People like Sam and Paul always talk as though we are all our brother’s keepers and our government can help us to help others but that isn’t how I or many others feel. I want my government to raise an army, build roads and do one or two more things that a private company can’t do so well. What I don’t want my government to do is, say, take my money and spend it on certain privileged groups in the name of Affirmative Action. Nor do I want the government giving hard-working people’s money to others who don’t work. Thanks all the same but if I do want to help a group of people I’ll do it through a charity of my choice.

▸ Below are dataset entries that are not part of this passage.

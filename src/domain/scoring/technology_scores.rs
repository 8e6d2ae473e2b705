//! Per-criterion technology scores.

use serde::{Deserialize, Serialize};

use crate::domain::foundation::{ensure_finite, Criterion, ValidationError};

/// Highest raw score a technology can receive on a criterion.
pub const MAX_CRITERION_SCORE: f64 = 10.0;

/// One value per criterion. Used for raw scores and weighted contributions.
#[derive(Debug, Clone, Copy, Default, PartialEq, Serialize, Deserialize)]
pub struct CriterionScores {
    pub economic: f64,
    pub environmental: f64,
    pub social: f64,
    pub technical: f64,
    pub regulatory: f64,
}

impl CriterionScores {
    pub fn new(
        economic: f64,
        environmental: f64,
        social: f64,
        technical: f64,
        regulatory: f64,
    ) -> Self {
        Self {
            economic,
            environmental,
            social,
            technical,
            regulatory,
        }
    }

    pub fn get(&self, criterion: Criterion) -> f64 {
        match criterion {
            Criterion::Economic => self.economic,
            Criterion::Environmental => self.environmental,
            Criterion::Social => self.social,
            Criterion::Technical => self.technical,
            Criterion::Regulatory => self.regulatory,
        }
    }

    /// Builds a value set by evaluating `f` for each criterion.
    pub fn from_fn(mut f: impl FnMut(Criterion) -> f64) -> Self {
        Self {
            economic: f(Criterion::Economic),
            environmental: f(Criterion::Environmental),
            social: f(Criterion::Social),
            technical: f(Criterion::Technical),
            regulatory: f(Criterion::Regulatory),
        }
    }

    pub fn sum(&self) -> f64 {
        Criterion::ALL.iter().map(|c| self.get(*c)).sum()
    }

    /// Checks every value is a finite raw score in [0, 10].
    pub fn validate(&self) -> Result<(), ValidationError> {
        for criterion in Criterion::ALL {
            let score = ensure_finite(criterion.as_str(), self.get(criterion))?;
            if !(0.0..=MAX_CRITERION_SCORE).contains(&score) {
                return Err(ValidationError::out_of_range(
                    criterion.as_str(),
                    0.0,
                    MAX_CRITERION_SCORE,
                    score,
                ));
            }
        }
        Ok(())
    }
}

/// A candidate technology and its raw criterion scores.
#[derive(Debug, Clone, PartialEq, Serialize, Deserialize)]
pub struct TechnologyScores {
    pub name: String,
    pub scores: CriterionScores,
}

impl TechnologyScores {
    pub fn new(name: impl Into<String>, scores: CriterionScores) -> Self {
        Self {
            name: name.into(),
            scores,
        }
    }

    /// Validates the scores, reporting the technology name on failure.
    pub fn validate(&self) -> Result<(), ValidationError> {
        if self.name.trim().is_empty() {
            return Err(ValidationError::invalid_format(
                "name",
                "technology name cannot be empty",
            ));
        }
        self.scores.validate().map_err(|err| match err {
            ValidationError::OutOfRange {
                field,
                min,
                max,
                actual,
            } => ValidationError::OutOfRange {
                field: format!("{}.{}", self.name, field),
                min,
                max,
                actual,
            },
            ValidationError::NotFinite { field } => ValidationError::NotFinite {
                field: format!("{}.{}", self.name, field),
            },
            other => other,
        })
    }
}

I suppose it’s fine to want to be as good a person as possible and some people think this requires a bloodless even-handedness to anyone and everyone. So even when your country and culture are being decimated by hordes of illegal invaders you should reach out to them, simply because they are poorer than you. According to Sam, Paul and Obama, the fact that you don’t know these people and possibly even disapprove of their way of life shouldn’t come into it. This, apparently, is ‘doing the right thing’. Yet how far do you want to go with this? Are you prepared to suppress all your natural instincts whenever they clash with your socially engineered beliefs? I don’t know about other people but my beliefs tend to change quite regularly and I have come to think that any honest person, whose mind hasn’t yet been concreted over by habit, pride and dogma should be constantly reassessing his beliefs as he lives and learns.
This being the case, why should my changeable beliefs, which I have acquired more or less randomly, pull rank over my natural inclinations? Yes, my inclinations might be selfish but then again my beliefs might be mistaken and I might hold them simply because of where I happen to be standing in history.
Like most people, learning that the sun goes round the earth and how counter-intuitive quantum mechanics are have taught me to be wary of putting the whole of my trust in my intuitions. On the other hand, putting all your trust into your beliefs, as the good Germans of Nazi Germany did, strikes me as being equally dangerous. After all, it is quite easy for smooth talkers like Obama to persuade people to go against their best interests. So personally I would prefer not to completely suppress the voice of my possibly selfish nature. It might just be trying to tell me something useful.